### Task instructions
Your answer must be the lines of the entries below, exactly as written, from the first line through the line containing "use crate::workspace::RepoReference;".

[Stored data]
============

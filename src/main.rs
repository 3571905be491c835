mod analyzers;
mod core;
mod engine;
mod ranking;
mod report;
mod ui;
mod workspace;

use clap::Parser;

use crate::core::error::{LensResult, print_error};
use crate::engine::create_default_engine;
use crate::workspace::RepoReference;

/// Analyze a remote repository with security, style, complexity and
/// documentation analyzers
#[derive(Parser)]
#[command(name = "repolens")]
#[command(version, about, long_about = None)]
#[command(styles = get_styles())]
struct Cli {
  /// URL of the repository to analyze (optionally with a /tree/<branch> suffix)
  repo_url: String,

  /// Number of ranked findings to show per analyzer
  #[arg(long, default_value_t = 5)]
  top: usize,

  /// Output the raw report as JSON instead of the human-readable text
  #[arg(long)]
  json: bool,
}

fn get_styles() -> clap::builder::Styles {
  clap::builder::Styles::styled()
    .usage(
      anstyle::Style::new()
        .bold()
        .underline()
        .fg_color(Some(anstyle::Color::Ansi(anstyle::AnsiColor::Yellow))),
    )
    .header(
      anstyle::Style::new()
        .bold()
        .underline()
        .fg_color(Some(anstyle::Color::Ansi(anstyle::AnsiColor::Yellow))),
    )
    .literal(anstyle::Style::new().fg_color(Some(anstyle::Color::Ansi(anstyle::AnsiColor::Green))))
    .invalid(
      anstyle::Style::new()
        .bold()
        .fg_color(Some(anstyle::Color::Ansi(anstyle::AnsiColor::Red))),
    )
    .error(
      anstyle::Style::new()
        .bold()
        .fg_color(Some(anstyle::Color::Ansi(anstyle::AnsiColor::Red))),
    )
    .valid(
      anstyle::Style::new()
        .bold()
        .underline()
        .fg_color(Some(anstyle::Color::Ansi(anstyle::AnsiColor::Green))),
    )
    .placeholder(anstyle::Style::new().fg_color(Some(anstyle::Color::Ansi(anstyle::AnsiColor::White))))
}

fn main() {
  let cli = Cli::parse();

  if let Err(err) = run(&cli) {
    print_error(&err);
    std::process::exit(err.exit_code().as_i32());
  }
}

fn run(cli: &Cli) -> LensResult<()> {
  let reference = RepoReference::parse(&cli.repo_url);
  eprintln!("📦 Cloning {} ...", reference.base_url);

  let mut engine = create_default_engine();
  engine.show_progress(!cli.json);

  if !cli.json {
    eprintln!("📋 Registered analyzers:");
    for analyzer in engine.analyzers() {
      eprintln!("   • {}: {}", analyzer.name(), analyzer.description());
    }
  }

  let report = engine.run(&reference)?;

  let text = report::render(&cli.repo_url, &report, cli.top);
  if cli.json {
    println!("{}", report.to_json()?);
  } else {
    println!("{}", text);
  }

  let artifact = report::write_artifact(&text)?;
  eprintln!("📄 Report written to {}", artifact.display());

  Ok(())
}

============

### Solution to the problem
filename src/main.rs
repository 3571905be491c835
mod analyzers;
mod core;
mod engine;
mod ranking;
mod report;
mod ui;
mod workspace;

use clap::Parser;

use crate::core::error::{LensResult, print_error};
use crate::engine::create_default_engine;
use crate::workspace::RepoReference;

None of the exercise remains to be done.